Lenz's law states that when generating an electromotive force (emf) caused by a change in magnetic flux, according to Faraday's law, the induced emf polarity generates a magnetic field that opposes the variation it produces.
This law is based on the Faraday law of induction, also known as the law of electromagnetic induction. In this law, Michael Faraday stated that when a variable magnetic field is connected to a coil, an electromotive force (induced voltage) is induced in it. In other words: the magnitude of the electromotive force induced in the circuit is proportional to the rate of change of the magnetic field.
The law is a consequence of the law of conservation of energy (energy cannot be created or destroyed) and Newton's third law (there is always an equal and opposite reaction to every action).

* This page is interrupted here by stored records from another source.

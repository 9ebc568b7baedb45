mod cursor;
mod fast_list;
mod iter;
mod length;
mod node;
mod tests;

pub(crate) use cursor::*;
pub use fast_list::*;
pub use iter::*;
pub(crate) use length::*;
pub(crate) use node::*;
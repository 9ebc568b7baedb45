mod box_vec;
mod iter;

pub use box_vec::*;
pub use iter::*;
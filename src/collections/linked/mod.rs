//! Linked collection types. Revolves around [`FastList`] and the access cursor it carries.

pub mod list;

#[doc(inline)]
pub use list::FastList;
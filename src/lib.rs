//! A small library of containers which give every element its own heap allocation, so that
//! element addresses stay stable and every link in a structure has exactly one owner.
//!
//! # Purpose
//! This crate collects container behaviour I kept wanting and std deliberately doesn't offer: a
//! linked list that doesn't punish indexed loops ([`FastList`](collections::linked::FastList)), a
//! growable array whose elements never move once pushed ([`BoxVec`](collections::contiguous::BoxVec)),
//! and the ownership primitive both are built on ([`OwnedPtr`](owned::OwnedPtr)). There is also a
//! small reader for numeric case files ([`read_cases`](input::read_cases)), because every set of
//! test inputs I generate ends up in the same line format.
//!
//! # Method
//! Both containers commit to per-element allocation and make it pay for itself.
//! [`FastList`](collections::linked::FastList) remembers where its last access landed, which turns
//! the usual "never index a linked list" advice into amortized O(1) for the ascending loops people
//! actually write. [`BoxVec`](collections::contiguous::BoxVec) keeps a contiguous plane of handles
//! to boxed elements, so growth copies pointers instead of values and nothing an element reference
//! (or raw pointer) points at ever moves.
//!
//! Every allocation is owned through [`OwnedPtr`](owned::OwnedPtr) during the moments ownership is
//! in flight: a node or box is created owned, the fallible linking steps run, and only then is the
//! allocation released into the structure. Any panic in between unwinds through the owner and
//! frees the value, so neither container can leak on a failure path.
//!
//! # Error Handling
//! Fallible operations come in pairs: `try_x` returns a strongly typed error (structs and enums
//! implementing [`Error`](std::error::Error), carrying the offending index and length where that
//! helps), and `x` is the panicking convenience for callers who have already checked their
//! indexes. The indexing operators panic, matching [`std`]'s containers. Allocation failure is not
//! surfaced as a value; it aborts through [`handle_alloc_error`](std::alloc::handle_alloc_error)
//! the way [`std`]'s own containers fail.
//!
//! # Dependencies
//! The containers are written from raw parts on purpose; this library doesn't use [`Vec`] at all,
//! and [`Box`] appears only inside [`OwnedPtr`](owned::OwnedPtr) to pin down the allocation
//! layout. The derive macros from `derive_more` cover the error types and state enums, which would
//! otherwise be some very repetitive programming.
//!
//! # Potential Future Additions
//! - `insert(index, value)` for both containers
//! - A doubly linked `FastList` so descending scans can ride the cursor too
//! - A slot-arena backing for the list, trading pointer chasing for handle indirection

// #![warn(missing_docs)]
#![warn(clippy::missing_safety_doc)]
#![warn(clippy::undocumented_unsafe_blocks)]
#![warn(clippy::missing_const_for_fn)]
#![warn(clippy::missing_panics_doc)]
#![warn(clippy::unwrap_used)]
#![allow(clippy::module_inception)]

#[cfg(feature = "collections")]
pub mod collections;
#[cfg(feature = "input")]
pub mod input;
#[cfg(feature = "owned")]
pub mod owned;

pub(crate) mod util;
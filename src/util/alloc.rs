use std::cell::{Cell, RefCell};
use std::rc::Rc;

/// A unit type for checking that collections handle zero-sized elements.
#[derive(Debug, Default, Clone, Copy, PartialEq, Eq)]
#[allow(unused)]
pub struct ZeroSizedType;

/// Counts how many of its instances (the original and every clone) have been dropped, through a
/// shared cell. Used to verify that collections release exactly the elements they should, no more
/// and no fewer.
#[derive(Debug, Clone)]
pub struct CountedDrop(Rc<RefCell<usize>>);

impl CountedDrop {
    #[allow(unused)]
    pub fn new() -> CountedDrop {
        CountedDrop(Rc::new(RefCell::new(0)))
    }

    /// Returns the number of drops recorded so far and resets the count to zero.
    #[allow(unused)]
    pub fn take(&self) -> usize {
        self.0.take()
    }
}

impl Drop for CountedDrop {
    fn drop(&mut self) {
        self.0.replace_with(|v| *v + 1);
    }
}

/// A value whose clone panics once the shared fuse runs out, simulating an element construction
/// failure partway through a deep copy. Drops of every instance are still recorded by the provided
/// [`CountedDrop`], so leak checks keep working across the panic.
#[derive(Debug)]
#[allow(unused)]
pub struct CloneBomb {
    fuse: Rc<Cell<usize>>,
    _tracker: CountedDrop,
}

impl CloneBomb {
    /// Creates a bomb which tolerates exactly `fuse` clones before panicking.
    #[allow(unused)]
    pub fn arm(fuse: usize, tracker: &CountedDrop) -> CloneBomb {
        CloneBomb {
            fuse: Rc::new(Cell::new(fuse)),
            _tracker: tracker.clone(),
        }
    }
}

impl Clone for CloneBomb {
    fn clone(&self) -> Self {
        let left = self.fuse.get();
        if left == 0 {
            panic!("clone fuse exhausted");
        }
        self.fuse.set(left - 1);

        CloneBomb {
            fuse: Rc::clone(&self.fuse),
            _tracker: self._tracker.clone(),
        }
    }
}
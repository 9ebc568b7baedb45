//! Exclusive ownership primitives. Revolves around [`OwnedPtr`], the single-owner heap pointer
//! which the collection types build their node and slot management on.

mod owned_ptr;

pub use owned_ptr::*;
use std::fmt::{self, Debug, Display, Formatter};
use std::hash::{Hash, Hasher};
use std::marker::PhantomData;
use std::mem;
use std::ops::{Deref, DerefMut};
use std::ptr::NonNull;

// NOTE: Box is still used as the underlying allocation mechanism here, because it guarantees the
// same layout contract everywhere an OwnedPtr is created or reclaimed. The value of the wrapper is
// the release / from_raw pair, which Box only offers through raw pointers.

/// An exclusive owner of a single heap-allocated value.
///
/// An OwnedPtr always points at a live allocation; there is no null state. Use
/// `Option<OwnedPtr<T>>` where a slot may be vacant - the niche of [`NonNull`] keeps that the same
/// size as the pointer itself.
///
/// # Ownership
/// The owned value is dropped and its allocation freed exactly once, when the OwnedPtr is dropped.
/// Because the type doesn't implement [`Clone`], the allocation can never be aliased by safe code,
/// and moving an OwnedPtr statically ends the previous binding's access to it.
///
/// The escape hatch is [`release`](OwnedPtr::release), which hands the raw allocation to the
/// caller. It exists for the hand-over moment in which a freshly allocated value gets linked into
/// a longer-lived owner: allocate through an OwnedPtr, perform the linking steps that may fail,
/// and only release once the value is reachable from its new owner. Any failure before the release
/// unwinds through the OwnedPtr and frees the allocation.
pub struct OwnedPtr<T> {
    ptr: NonNull<T>,
    _phantom: PhantomData<T>,
}

impl<T> OwnedPtr<T> {
    /// Moves `value` onto the heap and takes ownership of the allocation.
    ///
    /// # Examples
    /// ```
    /// # use containers::owned::OwnedPtr;
    /// let ptr = OwnedPtr::new(5_u8);
    /// assert_eq!(*ptr, 5);
    /// ```
    pub fn new(value: T) -> OwnedPtr<T> {
        // SAFETY: Box::into_raw never returns a null pointer.
        let ptr = unsafe { NonNull::new_unchecked(Box::into_raw(Box::new(value))) };

        OwnedPtr {
            ptr,
            _phantom: PhantomData,
        }
    }

    /// Takes ownership of an existing allocation.
    ///
    /// # Safety
    /// `ptr` must point at an initialized `T` allocated with the layout [`Box`] would use, and no
    /// other owner may free it. Passing a pointer currently owned elsewhere results in a double
    /// free.
    ///
    /// # Examples
    /// ```
    /// # use containers::owned::OwnedPtr;
    /// let raw = OwnedPtr::new(5_u8).release();
    /// // SAFETY: raw was just released, so reclaiming it here restores the single owner.
    /// let ptr = unsafe { OwnedPtr::from_raw(raw) };
    /// assert_eq!(*ptr, 5);
    /// ```
    pub const unsafe fn from_raw(ptr: NonNull<T>) -> OwnedPtr<T> {
        OwnedPtr {
            ptr,
            _phantom: PhantomData,
        }
    }

    /// Relinquishes ownership of the allocation without destroying it, returning the raw pointer.
    ///
    /// After this call the value is no longer dropped automatically; the caller (or whichever
    /// structure now links to the allocation) is responsible for reclaiming it, usually via
    /// [`OwnedPtr::from_raw`].
    pub fn release(self) -> NonNull<T> {
        let ptr = self.ptr;
        mem::forget(self);
        ptr
    }

    /// Moves the owned value off the heap, freeing the allocation.
    ///
    /// # Examples
    /// ```
    /// # use containers::owned::OwnedPtr;
    /// let ptr = OwnedPtr::new(String::from("contents"));
    /// assert_eq!(ptr.into_inner(), "contents");
    /// ```
    pub fn into_inner(self) -> T {
        let ptr = self.ptr;
        mem::forget(self);

        // SAFETY: ptr originates from Box::into_raw (via new or from_raw's contract) and self has
        // been forgotten, so this is the only remaining owner.
        *unsafe { Box::from_raw(ptr.as_ptr()) }
    }
}

impl<T> Drop for OwnedPtr<T> {
    fn drop(&mut self) {
        // SAFETY: ptr originates from Box::into_raw and ownership is exclusive, so the value is
        // dropped and freed exactly once.
        drop(unsafe { Box::from_raw(self.ptr.as_ptr()) });
    }
}

impl<T> Deref for OwnedPtr<T> {
    type Target = T;

    fn deref(&self) -> &Self::Target {
        // SAFETY: ptr always refers to a live, initialized T and the borrow checker prevents
        // mutation while this borrow exists.
        unsafe { self.ptr.as_ref() }
    }
}

impl<T> DerefMut for OwnedPtr<T> {
    fn deref_mut(&mut self) -> &mut Self::Target {
        // SAFETY: ptr always refers to a live, initialized T and the borrow checker enforces
        // exclusivity through the &mut self receiver.
        unsafe { self.ptr.as_mut() }
    }
}

impl<T> AsRef<T> for OwnedPtr<T> {
    fn as_ref(&self) -> &T {
        self.deref()
    }
}

impl<T> AsMut<T> for OwnedPtr<T> {
    fn as_mut(&mut self) -> &mut T {
        self.deref_mut()
    }
}

// SAFETY: An OwnedPtr is the unique owner of its allocation, so sending it between threads moves
// the value exactly as sending a T by value would.
unsafe impl<T: Send> Send for OwnedPtr<T> {}
// SAFETY: Shared access to an OwnedPtr only ever produces &T, with no interior mutability of its
// own, so sharing is as safe as sharing the T directly.
unsafe impl<T: Sync> Sync for OwnedPtr<T> {}

impl<T: PartialEq> PartialEq for OwnedPtr<T> {
    fn eq(&self, other: &Self) -> bool {
        **self == **other
    }
}

impl<T: Eq> Eq for OwnedPtr<T> {}

impl<T: Hash> Hash for OwnedPtr<T> {
    fn hash<H: Hasher>(&self, state: &mut H) {
        (**self).hash(state);
    }
}

impl<T: Debug> Debug for OwnedPtr<T> {
    fn fmt(&self, f: &mut Formatter<'_>) -> fmt::Result {
        Debug::fmt(&**self, f)
    }
}

impl<T: Display> Display for OwnedPtr<T> {
    fn fmt(&self, f: &mut Formatter<'_>) -> fmt::Result {
        Display::fmt(&**self, f)
    }
}
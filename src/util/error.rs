//! Strongly typed errors shared by the collection types.

use derive_more::{Display, Error, From, IsVariant, TryInto};

/// The provided index doesn't refer to an element of the collection.
///
/// Carries enough context to produce a useful message without the caller having to re-query the
/// collection.
#[derive(Debug, PartialEq, Eq, Display, Error)]
#[display("Index {index} out of bounds for collection with {len} elements!")]
pub struct IndexOutOfBounds {
    /// The index that was requested.
    pub index: usize,
    /// The length of the collection at the time of the request.
    pub len: usize,
}

/// A length or capacity computation exceeded the maximum a collection can represent.
#[derive(Debug, PartialEq, Eq, Display, Error)]
#[display("Capacity overflow!")]
pub struct CapacityOverflow;

/// Combined error for operations which can fail with either an invalid index or an overflowing
/// capacity.
#[derive(Debug, Display, Error, From, TryInto, IsVariant)]
pub enum IndexOrCapOverflow {
    /// See [`IndexOutOfBounds`].
    IndexOutOfBounds(IndexOutOfBounds),
    /// See [`CapacityOverflow`].
    CapacityOverflow(CapacityOverflow),
}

At first, this might seem to violate the law of conservation of momentum. Still, such an interaction conserves momentum if we consider the rate of electromagnetic fields.
Lenz's law is named after the work done by the physicist Emil Lenz in 1834.
What is the significance of Lenz law?
The Lenz law is important to determine the direction of the emf or induced current without requiring any calculations. Therefore, it is essential in electrical devices that work with a magneto, such as electrical motors, generators, or transformers.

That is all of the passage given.